→ Records provided:
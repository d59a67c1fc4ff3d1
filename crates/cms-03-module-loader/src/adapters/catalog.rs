//! # Static Plugin Catalog
//!
//! Plugins compiled into the binary and registered by name. The folder on
//! disk still carries the manifest and assets; the code comes from here.

use crate::ports::outbound::{Plugin, PluginLoader};
use parking_lot::RwLock;
use std::collections::HashMap;
use std::path::Path;
use std::sync::Arc;
use tracing::debug;

type Factory = Arc<dyn Fn() -> Arc<dyn Plugin> + Send + Sync>;

/// Name-keyed factories producing fresh plugin instances.
#[derive(Default)]
pub struct StaticPluginLoader {
    factories: RwLock<HashMap<String, Factory>>,
}

impl StaticPluginLoader {
    pub fn new() -> Self {
        Self::default()
    }

    /// Register (or replace) the factory for `module_name`.
    pub fn register<F>(&self, module_name: impl Into<String>, factory: F)
    where
        F: Fn() -> Arc<dyn Plugin> + Send + Sync + 'static,
    {
        self.factories.write().insert(module_name.into(), Arc::new(factory));
    }

    /// Drop the factory for `module_name`.
    pub fn unregister(&self, module_name: &str) -> bool {
        self.factories.write().remove(module_name).is_some()
    }

    /// Registered plugin names, sorted.
    pub fn names(&self) -> Vec<String> {
        let mut names: Vec<_> = self.factories.read().keys().cloned().collect();
        names.sort();
        names
    }
}

impl PluginLoader for StaticPluginLoader {
    fn load(&self, module_name: &str, plugin_dir: &Path) -> Option<Arc<dyn Plugin>> {
        let factory = self.factories.read().get(module_name).cloned()?;
        debug!(module = module_name, dir = %plugin_dir.display(), "Instantiating plugin");
        Some(factory())
    }
}
//! # Kernel Adapter
//!
//! Registers the registry listeners under [`REGISTRY_MODULE`]. Every
//! registry event needs a verified high-trust, non-public token.

use crate::ports::inbound::ModuleRegistryApi;
use serde::Serialize;
use shared_bus::{EventName, KernelHandle, Reply};
use shared_types::{
    BusError, BusResult, ModuleType, Payload, ReactivateModuleRequest, RegistryInsertRequest,
    RegistrySelectRequest, RegistryUpdateRequest, TrustLevel,
};
use std::sync::Arc;
use tracing::warn;

/// Module name the registry listeners are registered under.
pub const REGISTRY_MODULE: &str = "databaseManager";

type Operation<R> = fn(&R, &Payload) -> BusResult;

/// Register the four registry listeners. Returns how many were accepted.
pub fn register_registry_listeners<R>(kernel: &dyn KernelHandle, registry: Arc<R>) -> usize
where
    R: ModuleRegistryApi + 'static,
{
    let operations: [(EventName, Operation<R>); 4] = [
        (EventName::RegistrySelect, select::<R>),
        (EventName::RegistryInsert, insert::<R>),
        (EventName::RegistryUpdate, update::<R>),
        (EventName::ReactivateModule, reactivate::<R>),
    ];

    let mut registered = 0;
    for (event, operation) in operations {
        let registry = registry.clone();
        let name = event.clone();
        let handler = Arc::new(move |payload: Payload, reply: Reply| {
            let result = require_high_trust(&payload).and_then(|()| operation(registry.as_ref(), &payload));
            if let Err(e) = &result {
                warn!(event = %name, caller = ?payload.module_name, error = %e, "Registry request failed");
            }
            reply.send(result);
        });
        if kernel.on(event, REGISTRY_MODULE, ModuleType::Core, handler).is_some() {
            registered += 1;
        }
    }
    registered
}

fn require_high_trust(payload: &Payload) -> Result<(), BusError> {
    match payload.claims() {
        Some(claims) if !claims.is_public && claims.trusted_at_least(TrustLevel::High) => Ok(()),
        _ => Err(BusError::Forbidden("registry access requires a high-trust module token".into())),
    }
}

fn to_value<T: Serialize>(value: T) -> BusResult {
    serde_json::to_value(value).map_err(|e| BusError::Handler(e.to_string()))
}

fn select<R: ModuleRegistryApi>(registry: &R, payload: &Payload) -> BusResult {
    let request: RegistrySelectRequest = payload.body_as()?;
    to_value(registry.select(&request.filter)?)
}

fn insert<R: ModuleRegistryApi>(registry: &R, payload: &Payload) -> BusResult {
    let request: RegistryInsertRequest = payload.body_as()?;
    to_value(registry.insert(request.entry)?)
}

fn update<R: ModuleRegistryApi>(registry: &R, payload: &Payload) -> BusResult {
    let request: RegistryUpdateRequest = payload.body_as()?;
    to_value(registry.update(&request.module_name, &request.changes)?)
}

fn reactivate<R: ModuleRegistryApi>(registry: &R, payload: &Payload) -> BusResult {
    let request: ReactivateModuleRequest = payload.body_as()?;
    to_value(registry.reactivate(&request.module_name)?)
}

→ Task goal: Give back the data exactly, with no line dropped.

→ Written answer:
repository d59a67c1fc4ff3d1
filename crates/cms-03-module-loader/src/adapters/catalog.rs
//! # Static Plugin Catalog
//!
//! Plugins compiled into the binary and registered by name. The folder on
//! disk still carries the manifest and assets; the code comes from here.

use crate::ports::outbound::{Plugin, PluginLoader};
use parking_lot::RwLock;
use std::collections::HashMap;
use std::path::Path;
use std::sync::Arc;
use tracing::debug;

type Factory = Arc<dyn Fn() -> Arc<dyn Plugin> + Send + Sync>;

/// Name-keyed factories producing fresh plugin instances.
#[derive(Default)]
pub struct StaticPluginLoader {
    factories: RwLock<HashMap<String, Factory>>,
}

impl StaticPluginLoader {
    pub fn new() -> Self {
        Self::default()
    }

    /// Register (or replace) the factory for `module_name`.
    pub fn register<F>(&self, module_name: impl Into<String>, factory: F)
    where
        F: Fn() -> Arc<dyn Plugin> + Send + Sync + 'static,
    {
        self.factories.write().insert(module_name.into(), Arc::new(factory));
    }

    /// Drop the factory for `module_name`.
    pub fn unregister(&self, module_name: &str) -> bool {
        self.factories.write().remove(module_name).is_some()
    }

    /// Registered plugin names, sorted.
    pub fn names(&self) -> Vec<String> {
        let mut names: Vec<_> = self.factories.read().keys().cloned().collect();
        names.sort();
        names
    }
}

impl PluginLoader for StaticPluginLoader {
    fn load(&self, module_name: &str, plugin_dir: &Path) -> Option<Arc<dyn Plugin>> {
        let factory = self.factories.read().get(module_name).cloned()?;
        debug!(module = module_name, dir = %plugin_dir.display(), "Instantiating plugin");
        Some(factory())
    }
}
//! # Kernel Adapter
//!
//! Registers the registry listeners under [`REGISTRY_MODULE`]. Every
//! registry event needs a verified high-trust, non-public token.

use crate::ports::inbound::ModuleRegistryApi;
use serde::Serialize;
use shared_bus::{EventName, KernelHandle, Reply};
use shared_types::{
    BusError, BusResult, ModuleType, Payload, ReactivateModuleRequest, RegistryInsertRequest,
    RegistrySelectRequest, RegistryUpdateRequest, TrustLevel,
};
use std::sync::Arc;
use tracing::warn;

/// Module name the registry listeners are registered under.
pub const REGISTRY_MODULE: &str = "databaseManager";

type Operation<R> = fn(&R, &Payload) -> BusResult;

/// Register the four registry listeners. Returns how many were accepted.
pub fn register_registry_listeners<R>(kernel: &dyn KernelHandle, registry: Arc<R>) -> usize
where
    R: ModuleRegistryApi + 'static,
{
    let operations: [(EventName, Operation<R>); 4] = [
        (EventName::RegistrySelect, select::<R>),
        (EventName::RegistryInsert, insert::<R>),
        (EventName::RegistryUpdate, update::<R>),
        (EventName::ReactivateModule, reactivate::<R>),
    ];

    let mut registered = 0;
    for (event, operation) in operations {
        let registry = registry.clone();
        let name = event.clone();
        let handler = Arc::new(move |payload: Payload, reply: Reply| {
            let result = require_high_trust(&payload).and_then(|()| operation(registry.as_ref(), &payload));
            if let Err(e) = &result {
                warn!(event = %name, caller = ?payload.module_name, error = %e, "Registry request failed");
            }
            reply.send(result);
        });
        if kernel.on(event, REGISTRY_MODULE, ModuleType::Core, handler).is_some() {
            registered += 1;
        }
    }
    registered
}

fn require_high_trust(payload: &Payload) -> Result<(), BusError> {
    match payload.claims() {
        Some(claims) if !claims.is_public && claims.trusted_at_least(TrustLevel::High) => Ok(()),
        _ => Err(BusError::Forbidden("registry access requires a high-trust module token".into())),
    }
}

fn to_value<T: Serialize>(value: T) -> BusResult {
    serde_json::to_value(value).map_err(|e| BusError::Handler(e.to_string()))
}

fn select<R: ModuleRegistryApi>(registry: &R, payload: &Payload) -> BusResult {
    let request: RegistrySelectRequest = payload.body_as()?;
    to_value(registry.select(&request.filter)?)
}

fn insert<R: ModuleRegistryApi>(registry: &R, payload: &Payload) -> BusResult {
    let request: RegistryInsertRequest = payload.body_as()?;
    to_value(registry.insert(request.entry)?)
}

fn update<R: ModuleRegistryApi>(registry: &R, payload: &Payload) -> BusResult {
    let request: RegistryUpdateRequest = payload.body_as()?;
    to_value(registry.update(&request.module_name, &request.changes)?)
}

fn reactivate<R: ModuleRegistryApi>(registry: &R, payload: &Payload) -> BusResult {
    let request: ReactivateModuleRequest = payload.body_as()?;
    to_value(registry.reactivate(&request.module_name)?)
}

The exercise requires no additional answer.